Lo spunto delle sue realizzazione veniva fissato attraverso una serie di schizzi, appunti, disegni, puntualmente riportati nei suoi album che portava sempre con sé. Egli rappresenta il reale (da creare e non imitare) così come lo vede e lo sente e spesso ha necessità di vivere personalmente l’emozione per poi filtrarla, mantenendo una linea soggettiva di quanto narra. Le sue sono visioni che relazionano l’interiore e l’esteriore, la passione e la ragione. Vedere ciò che succede per poi dipingere l’accaduto. Da questo atteggiamento estetico e critico nascono opere come “Tempesta di neve, battello a vapore al largo della bocca di un porto” del 1842 (si fece legare all’albero maestro ed entrò nel vortice atmosferico): le nubi scure che avanzano e si scontrano con il bianco della neve mentre la nave lotta, nelle acque burrascose, con elementi di una natura maligna e divina allo stesso tempo. Dell’anno successivo è “Luce e colore (la teoria di Goethe) – Il mattino dopo il Diluvio. Mosè scrive il libro della Genesi.” Anche in questo caso esiste una forza centrifuga, una sorta di caos dalle forti spinte astratte nate da sperimentazioni di luminosità, scelta di tinte originali e luci deviate.

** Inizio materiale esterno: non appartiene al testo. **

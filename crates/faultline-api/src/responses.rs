//! Response types for the probe endpoints

use serde::{Deserialize, Serialize};
use utoipa::ToSchema;

#[derive(Debug, Clone, PartialEq, Eq, Serialize, Deserialize, ToSchema)]
pub struct HealthResponse {
    pub status: String,
}

impl HealthResponse {
    pub fn ok() -> Self {
        Self {
            status: "ok".to_string(),
        }
    }
}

La radiosità della materia diventa forma che gioca con riflessi (per anni aveva insegnato prospettiva ed aveva indagato sul fenomeno della rifrazione).
Turner (che apprezzava artisti come Lorrain e Poussin ed ammirava l’arte italiana) è pittore della luce e dello spazio, che supera leggi di stampo impressionista che seguiranno, innesca un link di rimando al vissuto che egli combina con immaginazione e forza esecutiva, usando addirittura le mani per spalmare i colori, sputando sui quadri se serviva un po’ d’acqua per diluire e, forse, anche per provocare gli astanti. Insomma… azione (action) ante litteram! La sua arte sembra sempre essere manifestazione di lotta e, nonostante tutto, di fiducia e speranza. Del resto lui è inglese e non possiede quegli elementi nichilistici-pessimistici tipici di altri romantici europei (come i tedeschi).

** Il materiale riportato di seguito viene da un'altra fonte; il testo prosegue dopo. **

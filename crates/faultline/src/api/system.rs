//! System endpoints

use axum::Json;
use faultline_api::responses::HealthResponse;

/// Liveness check, reachable without credentials
#[utoipa::path(
    get,
    path = "/health",
    tag = "system",
    responses(
        (status = 200, description = "Service is alive", body = HealthResponse)
    )
)]
pub async fn health() -> Json<HealthResponse> {
    Json(HealthResponse::ok())
}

Sicuramente una costante è il suo rapporto con la natura, con la vastità del creato, con i fenomeni oggettivi e soggettivi. Forse i suoi quadri sono stati così dipinti anche per creare un turbamento, una insicurezza, davanti ad un mondo ricco di sfumature. Le modulazioni di tonalità invadono atmosfere che alla fine sono immerse in luci, che sembrano sconfiggere tutto ciò che è materiale, mantenendo tematiche romantiche di vita e di morte. Nel periodo 1835-40 egli realizza “Barche sul mare”: uno sfondo minimalista e tre indimenticabili pennellate di un grande deviante dell’arte. Una magica visione, il sublime che ricorda la concezione del poeta romantico Percy Shelley: “tutto tende ad essere luce e tutto tende ad essere vita”.
Sicuramente il fruitore più attento vedrà nella sua opera l’avvento dell’Astrattismo e di quella “spiritualità dell’arte” che in Kandinskij ha avuto il suo più alto esponente.